Once installed, ZeroDayRAT establishes a permanent connection to the attacker’s servers. It’s not a smash-and-grab. It’s a permanent resident in your pocket.

The truly terrifying part? ZeroDayRAT exploits zero-day vulnerabilities. These are security flaws that haven’t been discovered or patched yet. Traditional security tools may not detect or prevent its installation.

You can’t patch what nobody knows about yet.

Even The 2FA Won’t Protect Your Accounts and Profiles

Every security professional has spent years telling people to enable SMS-based two-factor authentication as the foundation of account security.

ZeroDayRAT makes that advice completely useless.

When the attacker controls the device receiving the one-time password, there is no secure second factor. Your 2FA code arrives on your phone via SMS. ZeroDayRAT reads it first, and the attacker can log in before you even see the notification.
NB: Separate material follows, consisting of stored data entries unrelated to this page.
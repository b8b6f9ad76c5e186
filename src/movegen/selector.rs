use std::sync::Arc;

use crate::board::position::{Board, Move, NO_MOVE};
use crate::movegen::generate::{
    get_captures, get_checks, get_evasions, get_noncaptures, MoveList,
};
use crate::search::history::HistoryTable;

/// Move-list pool. Search nodes churn through short-lived vectors at a
/// brutal rate; reusing their allocations keeps the hot path off the
/// allocator.
pub struct Recycler {
    pool: Vec<MoveList>,
}

impl Recycler {
    pub fn new() -> Self {
        Recycler { pool: Vec::with_capacity(64) }
    }

    #[inline(always)]
    pub fn attempt_reuse(&mut self) -> MoveList {
        match self.pool.pop() {
            Some(list) => list,
            None => MoveList::with_capacity(32),
        }
    }

    #[inline(always)]
    pub fn recycle(&mut self, mut list: MoveList) {
        list.clear();
        if self.pool.len() < 256 {
            self.pool.push(list);
        }
    }
}

impl Default for Recycler {
    fn default() -> Self {
        Self::new()
    }
}

#[derive(Debug, Clone, Copy, PartialEq, Eq, PartialOrd, Ord)]
pub enum Stage {
    Hash,
    WinningCapture,
    Killer,
    LosingCapture,
    Remaining,
}

const STAGE_ORDER: [Stage; 5] = [
    Stage::Hash,
    Stage::WinningCapture,
    Stage::Killer,
    Stage::LosingCapture,
    Stage::Remaining,
];

/// Lazy staged move source for the main search. Owns a snapshot of the
/// board so a split point can share one selector between workers behind
/// a mutex; generation for a stage is deferred until the stage is
/// actually reached.
pub struct MoveSelector {
    board: Board,
    htable: Arc<HistoryTable>,
    killers: [Move; 2],
    first_move: Move,
    in_check: bool,
    stage: usize,
    index: usize,
    winning: MoveList,
    losing: MoveList,
    remaining: MoveList,
}

impl MoveSelector {
    pub fn new(
        board: &Board,
        htable: Arc<HistoryTable>,
        killers: [Move; 2],
        in_check: bool,
        first_move: Move,
    ) -> Self {
        MoveSelector {
            board: board.clone(),
            htable,
            killers,
            first_move,
            in_check,
            stage: 0,
            index: 0,
            winning: MoveList::new(),
            losing: MoveList::new(),
            remaining: MoveList::new(),
        }
    }

    /// Next candidate and the stage it came from, or None when the node
    /// is out of moves. Yielded moves are legal.
    pub fn next(&mut self, recycler: &mut Recycler) -> Option<(Move, Stage)> {
        loop {
            let stage = *STAGE_ORDER.get(self.stage)?;
            match stage {
                Stage::Hash => {
                    self.stage += 1;
                    let m = self.first_move;
                    if m != NO_MOVE
                        && self.board.valid_move(m, self.in_check)
                        && self.board.legal_move(m, self.in_check)
                    {
                        return Some((m, Stage::Hash));
                    }
                }
                Stage::WinningCapture => {
                    if self.index == 0 && self.winning.is_empty() && self.losing.is_empty()
                        && self.remaining.is_empty()
                    {
                        self.generate_tactical(recycler);
                    }
                    match self.yield_from_winning() {
                        Some(m) => return Some((m, Stage::WinningCapture)),
                        None => {
                            self.stage += 1;
                            self.index = 0;
                        }
                    }
                }
                Stage::Killer => {
                    while self.index < 2 {
                        let m = self.killers[self.index];
                        self.index += 1;
                        if m != NO_MOVE
                            && m != self.first_move
                            && m.is_quiet()
                            && self.board.valid_move(m, self.in_check)
                            && self.board.legal_move(m, self.in_check)
                        {
                            return Some((m, Stage::Killer));
                        }
                    }
                    self.stage += 1;
                    self.index = 0;
                    self.losing.sort_unstable_by_key(|sm| sm.score);
                }
                Stage::LosingCapture => match self.yield_from_losing() {
                    Some(m) => return Some((m, Stage::LosingCapture)),
                    None => {
                        self.stage += 1;
                        self.index = 0;
                        if !self.in_check {
                            let mut quiet = recycler.attempt_reuse();
                            get_noncaptures(&self.board, &self.htable, &mut quiet);
                            self.remaining = quiet;
                        }
                        self.remaining.sort_unstable_by_key(|sm| -sm.score);
                    }
                },
                Stage::Remaining => match self.yield_from_remaining() {
                    Some(m) => return Some((m, Stage::Remaining)),
                    None => {
                        self.stage += 1;
                    }
                },
            }
        }
    }

    fn generate_tactical(&mut self, recycler: &mut Recycler) {
        let mut winning = recycler.attempt_reuse();
        let mut losing = recycler.attempt_reuse();
        if self.in_check {
            let mut remaining = recycler.attempt_reuse();
            get_evasions(&self.board, &self.htable, &mut winning, &mut losing, &mut remaining);
            self.remaining = remaining;
        } else {
            get_captures(&self.board, &mut winning, &mut losing);
        }
        winning.sort_unstable_by_key(|sm| -sm.score);
        self.winning = winning;
        self.losing = losing;
    }

    fn yield_from_winning(&mut self) -> Option<Move> {
        while self.index < self.winning.len() {
            let m = self.winning[self.index].mv;
            self.index += 1;
            if m != self.first_move && self.board.avoids_check(m, self.in_check) {
                return Some(m);
            }
        }
        None
    }

    fn yield_from_losing(&mut self) -> Option<Move> {
        while self.index < self.losing.len() {
            let m = self.losing[self.index].mv;
            self.index += 1;
            if m != self.first_move && self.board.avoids_check(m, self.in_check) {
                return Some(m);
            }
        }
        None
    }

    fn yield_from_remaining(&mut self) -> Option<Move> {
        while self.index < self.remaining.len() {
            let m = self.remaining[self.index].mv;
            self.index += 1;
            if m != self.first_move
                && !(m == self.killers[0] || m == self.killers[1])
                && self.board.avoids_check(m, self.in_check)
            {
                return Some(m);
            }
        }
        None
    }

    pub fn recycle_into(&mut self, recycler: &mut Recycler) {
        recycler.recycle(std::mem::take(&mut self.winning));
        recycler.recycle(std::mem::take(&mut self.losing));
        recycler.recycle(std::mem::take(&mut self.remaining));
    }
}

#[derive(Debug, Clone, Copy, PartialEq, Eq)]
enum QStage {
    Winning,
    Losing,
    Remaining,
    Checks,
    Done,
}

/// Quiescence move source: winning then losing captures, the full
/// evasion set when in check, and quiet checks while the check budget
/// lasts.
pub struct QMoveSelector {
    board: Board,
    htable: Arc<HistoryTable>,
    in_check: bool,
    can_check: bool,
    stage: QStage,
    index: usize,
    winning: MoveList,
    losing: MoveList,
    remaining: MoveList,
    checks: MoveList,
}

impl QMoveSelector {
    pub fn new(board: &Board, htable: Arc<HistoryTable>, in_check: bool, can_check: bool) -> Self {
        QMoveSelector {
            board: board.clone(),
            htable,
            in_check,
            can_check,
            stage: QStage::Winning,
            index: 0,
            winning: MoveList::new(),
            losing: MoveList::new(),
            remaining: MoveList::new(),
            checks: MoveList::new(),
        }
    }

    pub fn next(&mut self, recycler: &mut Recycler) -> Option<Move> {
        loop {
            match self.stage {
                QStage::Winning => {
                    if self.index == 0 && self.winning.is_empty() && self.losing.is_empty()
                        && self.remaining.is_empty()
                    {
                        let mut winning = recycler.attempt_reuse();
                        let mut losing = recycler.attempt_reuse();
                        if self.in_check {
                            let mut remaining = recycler.attempt_reuse();
                            get_evasions(
                                &self.board,
                                &self.htable,
                                &mut winning,
                                &mut losing,
                                &mut remaining,
                            );
                            self.remaining = remaining;
                        } else {
                            get_captures(&self.board, &mut winning, &mut losing);
                        }
                        winning.sort_unstable_by_key(|sm| -sm.score);
                        self.winning = winning;
                        self.losing = losing;
                    }
                    if let Some(m) = self.yield_list(true) {
                        return Some(m);
                    }
                    self.stage = QStage::Losing;
                    self.index = 0;
                    self.losing.sort_unstable_by_key(|sm| sm.score);
                }
                QStage::Losing => {
                    if let Some(m) = self.yield_list(false) {
                        return Some(m);
                    }
                    self.stage = QStage::Remaining;
                    self.index = 0;
                }
                QStage::Remaining => {
                    // only populated by the evasion generator
                    while self.index < self.remaining.len() {
                        let m = self.remaining[self.index].mv;
                        self.index += 1;
                        if self.board.avoids_check(m, self.in_check) {
                            return Some(m);
                        }
                    }
                    self.stage = QStage::Checks;
                    self.index = 0;
                    if !self.in_check && self.can_check {
                        let mut checks = recycler.attempt_reuse();
                        get_checks(&self.board, &self.htable, &mut checks);
                        checks.sort_unstable_by_key(|sm| -sm.score);
                        self.checks = checks;
                    }
                }
                QStage::Checks => {
                    while self.index < self.checks.len() {
                        let m = self.checks[self.index].mv;
                        self.index += 1;
                        if self.board.avoids_check(m, self.in_check) {
                            return Some(m);
                        }
                    }
                    self.stage = QStage::Done;
                }
                QStage::Done => return None,
            }
        }
    }

    fn yield_list(&mut self, winning: bool) -> Option<Move> {
        let list = if winning { &self.winning } else { &self.losing };
        while self.index < list.len() {
            let m = list[self.index].mv;
            self.index += 1;
            if self.board.avoids_check(m, self.in_check) {
                return Some(m);
            }
        }
        None
    }

    pub fn recycle_into(&mut self, recycler: &mut Recycler) {
        recycler.recycle(std::mem::take(&mut self.winning));
        recycler.recycle(std::mem::take(&mut self.losing));
        recycler.recycle(std::mem::take(&mut self.remaining));
        recycler.recycle(std::mem::take(&mut self.checks));
    }
}

#[cfg(test)]
mod tests {
    use super::*;
    use crate::movegen::generate::generate_legal;

    fn drain(selector: &mut MoveSelector) -> Vec<Move> {
        let mut recycler = Recycler::new();
        let mut moves = Vec::new();
        while let Some((m, _)) = selector.next(&mut recycler) {
            moves.push(m);
        }
        moves
    }

    #[test]
    fn test_selector_yields_all_legal_moves() {
        let board = Board::startpos();
        let htable = Arc::new(HistoryTable::new());
        let mut selector =
            MoveSelector::new(&board, htable, [NO_MOVE; 2], board.in_check(), NO_MOVE);
        let mut yielded = drain(&mut selector);
        let mut expected: Vec<Move> = generate_legal(&board);
        yielded.sort_by_key(|m| m.0);
        expected.sort_by_key(|m| m.0);
        assert_eq!(yielded, expected);
    }

    #[test]
    fn test_selector_no_duplicates_with_hash_and_killers() {
        let board = Board::from_fen(
            "r3k2r/p1ppqpb1/bn2pnp1/3PN3/1p2P3/2N2Q1p/PPPBBPPP/R3K2R w KQkq - 0 1",
        )
        .unwrap();
        let htable = Arc::new(HistoryTable::new());
        let hash_move = board.parse_uci_move("e2a6").unwrap();
        let killer = board.parse_uci_move("a2a3").unwrap();
        let mut selector = MoveSelector::new(
            &board,
            htable,
            [killer, NO_MOVE],
            board.in_check(),
            hash_move,
        );
        let yielded = drain(&mut selector);

        let mut seen = std::collections::HashSet::new();
        for m in &yielded {
            assert!(seen.insert(m.0), "duplicate move {}", m.to_uci());
        }
        assert_eq!(yielded.len(), generate_legal(&board).len());
        assert_eq!(yielded[0], hash_move);
    }

    #[test]
    fn test_selector_in_check_only_evasions() {
        let board = Board::from_fen("4k3/8/8/8/8/8/4r3/4K3 w - - 0 1").unwrap();
        let htable = Arc::new(HistoryTable::new());
        let mut selector =
            MoveSelector::new(&board, htable, [NO_MOVE; 2], true, NO_MOVE);
        let yielded = drain(&mut selector);
        assert_eq!(yielded.len(), generate_legal(&board).len());
        for m in yielded {
            assert!(board.resolves_check(m));
        }
    }

    #[test]
    fn test_qselector_quiet_position_yields_captures_only() {
        let board = Board::from_fen(
            "rnbqkbnr/ppp1pppp/8/3p4/4P3/8/PPPP1PPP/RNBQKBNR w KQkq d6 0 2",
        )
        .unwrap();
        let htable = Arc::new(HistoryTable::new());
        let mut recycler = Recycler::new();
        let mut selector = QMoveSelector::new(&board, htable, false, false);
        while let Some(m) = selector.next(&mut recycler) {
            assert!(m.is_capture() || m.is_promotion());
        }
    }
}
That feeling of security you had? Gone.

The Verdict

ZeroDayRAT isn’t a warning about what could happen someday. It’s proof of what is happening right now.

The commercial spyware industry has evolved from selling government-level tools at million-dollar price points to selling Telegram subscriptions that any motivated criminal can afford. The technology once used to track journalists and political dissidents is now available to stalkers, corporate spies, fraud rings, and anyone with a grudge and a crypto wallet.

For an individual, this means complete exposure of their private life and devastating financial loss. For a company, it’s a breach waiting to be discovered, and in most cases, months after the damage is already done.

Your phone knows everything about you. And right now, someone is selling the tools to read every single one of those secrets.